* _Prompt_: Retype, word for word, every line of the records below starting at the one that contains "use clap::Parser;" and ending at the one that contains "cli.store, &cli.store_path, &cli.server_id)?;"; include both of those lines and nothing more.

(Dataset entries)
mod cli;
mod commands;
mod output;

use anyhow::Result;
use clap::Parser;
use cli::{Cli, Command};
use tracing_subscriber::EnvFilter;

#[tokio::main]
async fn main() -> Result<()> {
    tracing_subscriber::fmt()
        .with_env_filter(EnvFilter::from_default_env())
        .with_target(false)
        .init();

    let cli = Cli::parse();
    let runtime = commands::build_runtime(&cli.config, cli.store, &cli.store_path, &cli.server_id)?;

    match cli.command {
        Command::Run => commands::run(runtime).await,
        Command::Schedule { command } => commands::schedule(&runtime, command).await,
        Command::Investigate { host } => commands::investigate(&runtime, host).await,
        Command::Status => commands::status(&runtime).await,
        Command::Cleanup => commands::cleanup(&runtime).await,
    }
}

* _Exercise solution_:
use clap::Parser;
use cli::{Cli, Command};
use tracing_subscriber::EnvFilter;

#[tokio::main]
async fn main() -> Result<()> {
    tracing_subscriber::fmt()
        .with_env_filter(EnvFilter::from_default_env())
        .with_target(false)
        .init();

    let cli = Cli::parse();
    let runtime = commands::build_runtime(&cli.config, cli.store, &cli.store_path, &cli.server_id)?;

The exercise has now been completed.